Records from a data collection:
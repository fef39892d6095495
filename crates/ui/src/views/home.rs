use dioxus::prelude::*;
use dioxus_router::{Link, use_navigator};

use crate::context::AppContext;
use crate::routes::Route;
use crate::views::{ViewError, ViewState, view_state_from_resource};
use crate::vm::{LanguageCardVm, map_language_cards};

const FEATURES: [(&str, &str); 4] = [
    (
        "Interactive Lessons",
        "Learn through engaging exercises and real-world conversations",
    ),
    (
        "Multiple Languages",
        "Start with Oromo and explore other languages from around the world",
    ),
    (
        "Community Learning",
        "Connect with native speakers and fellow learners",
    ),
    (
        "Gamified Experience",
        "Earn XP, maintain streaks, and unlock achievements",
    ),
];

#[derive(Clone, Debug, PartialEq)]
struct Spotlight {
    flag: String,
    name: String,
    text: String,
}

impl Spotlight {
    fn from_card(card: LanguageCardVm) -> Option<Self> {
        let text = card.spotlight?;
        Some(Self {
            flag: card.flag,
            name: card.name,
            text,
        })
    }
}

#[derive(Clone, Debug, PartialEq)]
struct HomeData {
    language_count: usize,
    spotlight: Option<Spotlight>,
}

#[component]
pub fn HomeView() -> Element {
    let ctx = use_context::<AppContext>();
    let navigator = use_navigator();
    let catalog = ctx.catalog();

    use_hook(|| {
        if let Some(code) = ctx.take_start_language() {
            log::info!("opening dashboard for {code}");
            let _ = navigator.push(Route::Dashboard {
                language: code.to_string(),
            });
        }
    });

    let resource = use_resource(move || {
        let catalog = catalog.clone();
        async move {
            let languages = catalog.list_languages().await.map_err(ViewError::from)?;
            let cards = map_language_cards(&languages);
            Ok(HomeData {
                language_count: cards.len(),
                spotlight: cards.into_iter().find_map(Spotlight::from_card),
            })
        }
    });
    let state = view_state_from_resource(&resource);
    let language_count = match &state {
        ViewState::Ready(data) => data.language_count.to_string(),
        _ => "--".to_string(),
    };
    let spotlight = match state {
        ViewState::Ready(data) => data.spotlight,
        _ => None,
    };

    rsx! {
        div { class: "page home-page",
            section { class: "hero",
                h1 { class: "hero__title", "Oromo Lingo Hub" }
                p { class: "hero__subtitle",
                    "Master languages through interactive lessons, starting with the beautiful "
                    span { class: "hero__accent", "Oromo language" }
                    ". Join millions learning with the world's most popular language-learning platform."
                }
                div { class: "hero__actions",
                    Link { class: "btn btn-primary", to: Route::Languages {}, "Start Learning" }
                    a { class: "btn btn-secondary", href: "#features", "Learn More" }
                }
                div { class: "stats",
                    div { class: "stat",
                        div { class: "stat__value", "35M+" }
                        div { class: "stat__label", "Oromo Speakers Worldwide" }
                    }
                    div { class: "stat",
                        div { class: "stat__value", "{language_count}" }
                        div { class: "stat__label", "Languages Available" }
                    }
                    div { class: "stat",
                        div { class: "stat__value", "100K+" }
                        div { class: "stat__label", "Lessons Completed" }
                    }
                }
            }

            section { class: "features", id: "features",
                h2 { "Why Choose Oromo Lingo Hub?" }
                p { "Experience the most effective way to learn languages" }
                div { class: "features__grid",
                    for (title, description) in FEATURES {
                        div { class: "card feature",
                            h3 { "{title}" }
                            p { "{description}" }
                        }
                    }
                }
            }

            if let Some(language) = spotlight {
                section { class: "spotlight",
                    div { class: "spotlight__flag", "{language.flag}" }
                    h2 { "Discover the {language.name} Language" }
                    p { "{language.text}" }
                    Link { class: "btn btn-primary", to: Route::Languages {}, "Start Learning {language.name}" }
                }
            }

            section { class: "cta",
                h2 { "Ready to Start Your Language Journey?" }
                p { "Join thousands of learners mastering Oromo and other languages through our interactive platform." }
                Link { class: "btn btn-primary", to: Route::Languages {}, "Get Started Now" }
            }
        }
    }
}
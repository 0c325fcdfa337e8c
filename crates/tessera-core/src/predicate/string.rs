use std::collections::HashSet;

use super::{unsupported, Matcher, Predicate};
use crate::block::Block;
use crate::column::dictionary::Code;
use crate::column::{ColumnData, DictColumn, Dictionary, StringColumn};
use crate::errors::Result;
use crate::store::Store;

/// Row matches if its string equals one of the requested values. A requested
/// null matches stored nulls; on plain string columns, where nulls are stored
/// as the empty string, it matches `""`.
#[derive(Debug, Clone)]
pub struct StringIn {
    column: String,
    values: Vec<Option<String>>,
}

impl StringIn {
    pub fn new<S: Into<String>>(
        column: impl Into<String>,
        values: impl IntoIterator<Item = S>,
    ) -> Self {
        Self {
            column: column.into(),
            values: values.into_iter().map(|v| Some(v.into())).collect(),
        }
    }

    /// Like `new`, but the requested values may include null.
    pub fn nullable(
        column: impl Into<String>,
        values: impl IntoIterator<Item = Option<String>>,
    ) -> Self {
        Self {
            column: column.into(),
            values: values.into_iter().collect(),
        }
    }

    fn codes_in(&self, dictionary: &Dictionary) -> Vec<u32> {
        self.values
            .iter()
            .filter_map(|v| dictionary.code_of(v.as_deref()))
            .collect()
    }
}

struct PlainStringIn<'s> {
    strings: &'s StringColumn,
    set: HashSet<String>,
}

impl Matcher for PlainStringIn<'_> {
    fn check_block(&self, _block: &Block) -> bool {
        true
    }

    fn check_value(&self, position: usize) -> bool {
        self.set.contains(self.strings.str_at(position))
    }
}

impl Predicate for StringIn {
    fn prepare<'s>(&self, store: &'s Store) -> Result<Box<dyn Matcher + 's>> {
        let (index, column) = store.resolve(&self.column)?;

        match column.data() {
            ColumnData::String(strings) => Ok(Box::new(PlainStringIn {
                strings,
                set: self
                    .values
                    .iter()
                    .map(|v| v.clone().unwrap_or_default())
                    .collect(),
            })),
            ColumnData::DictByte(c) => Ok(code_matcher(index, c, self.codes_in(c.dictionary()))),
            ColumnData::DictShort(c) => Ok(code_matcher(index, c, self.codes_in(c.dictionary()))),
            ColumnData::DictInt(c) => Ok(code_matcher(index, c, self.codes_in(c.dictionary()))),
            _ => Err(unsupported(column, "string equality")),
        }
    }
}

/// Case-insensitive substring match. Patterns made only of ASCII compare
/// bytes with ASCII case folding and can skip blocks by byte presence;
/// anything else lowercases both sides and scans every row.
///
/// On dictionary columns the pattern is tested once per dictionary entry and
/// the query reduces to code membership. A null entry reads as `""`, so only
/// the empty pattern matches it.
#[derive(Debug, Clone)]
pub struct StringLike {
    column: String,
    pattern: Pattern,
}

#[derive(Debug, Clone)]
enum Pattern {
    Ascii(Vec<u8>),
    Unicode(String),
}

impl Pattern {
    fn matches(&self, text: &str) -> bool {
        match self {
            Pattern::Ascii(needle) => contains_ignore_ascii_case(text.as_bytes(), needle),
            Pattern::Unicode(needle) => text.to_lowercase().contains(needle.as_str()),
        }
    }
}

impl StringLike {
    pub fn new(column: impl Into<String>, pattern: &str) -> Self {
        let pattern = if pattern.is_ascii() {
            Pattern::Ascii(pattern.to_ascii_lowercase().into_bytes())
        } else {
            Pattern::Unicode(pattern.to_lowercase())
        };
        Self {
            column: column.into(),
            pattern,
        }
    }

    fn codes_in(&self, dictionary: &Dictionary) -> Vec<u32> {
        dictionary
            .iter()
            .filter(|(_, value)| self.pattern.matches(value.unwrap_or("")))
            .map(|(code, _)| code)
            .collect()
    }
}

pub(crate) fn contains_ignore_ascii_case(haystack: &[u8], needle: &[u8]) -> bool {
    if needle.is_empty() {
        return true;
    }
    haystack
        .windows(needle.len())
        .any(|window| window.eq_ignore_ascii_case(needle))
}

struct AsciiLike<'s> {
    column: usize,
    strings: &'s StringColumn,
    needle: Vec<u8>,
}

impl Matcher for AsciiLike<'_> {
    fn check_block(&self, block: &Block) -> bool {
        block.stats(self.column).admits_ascii_pattern(&self.needle)
    }

    #[inline]
    fn check_value(&self, position: usize) -> bool {
        contains_ignore_ascii_case(self.strings.bytes_at(position), &self.needle)
    }
}

struct UnicodeLike<'s> {
    strings: &'s StringColumn,
    needle: String,
}

impl Matcher for UnicodeLike<'_> {
    fn check_block(&self, _block: &Block) -> bool {
        true
    }

    fn check_value(&self, position: usize) -> bool {
        self.strings
            .str_at(position)
            .to_lowercase()
            .contains(self.needle.as_str())
    }
}

impl Predicate for StringLike {
    fn prepare<'s>(&self, store: &'s Store) -> Result<Box<dyn Matcher + 's>> {
        let (index, column) = store.resolve(&self.column)?;

        match column.data() {
            ColumnData::String(strings) => match &self.pattern {
                Pattern::Ascii(needle) => Ok(Box::new(AsciiLike {
                    column: index,
                    strings,
                    needle: needle.clone(),
                })),
                Pattern::Unicode(needle) => Ok(Box::new(UnicodeLike {
                    strings,
                    needle: needle.clone(),
                })),
            },
            ColumnData::DictByte(c) => Ok(code_matcher(index, c, self.codes_in(c.dictionary()))),
            ColumnData::DictShort(c) => Ok(code_matcher(index, c, self.codes_in(c.dictionary()))),
            ColumnData::DictInt(c) => Ok(code_matcher(index, c, self.codes_in(c.dictionary()))),
            _ => Err(unsupported(column, "a substring match")),
        }
    }
}

/// Membership over dictionary codes. Block statistics on dictionary columns
/// track codes, so the sorted code list doubles as the skip gate.
struct CodeIn<'s, C> {
    column: usize,
    codes: &'s [C],
    present: Vec<bool>,
    gate: Vec<i64>,
}

impl<C: Code> Matcher for CodeIn<'_, C> {
    fn check_block(&self, block: &Block) -> bool {
        block.stats(self.column).admits_any(&self.gate)
    }

    #[inline]
    fn check_value(&self, position: usize) -> bool {
        let code = self.codes[position].code() as usize;
        self.present.get(code).copied().unwrap_or(false)
    }
}

fn code_matcher<'s, C: Code>(
    column: usize,
    data: &'s DictColumn<C>,
    mut codes: Vec<u32>,
) -> Box<dyn Matcher + 's> {
    codes.sort_unstable();
    codes.dedup();

    let mut present = vec![false; data.dictionary().len()];
    for code in &codes {
        present[*code as usize] = true;
    }

    Box::new(CodeIn {
        column,
        codes: data.codes(),
        present,
        gate: codes.into_iter().map(i64::from).collect(),
    })
}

Required action:
Only a number is asked for here: the count of lines in the records that hold "crates".

Solved exercise:
2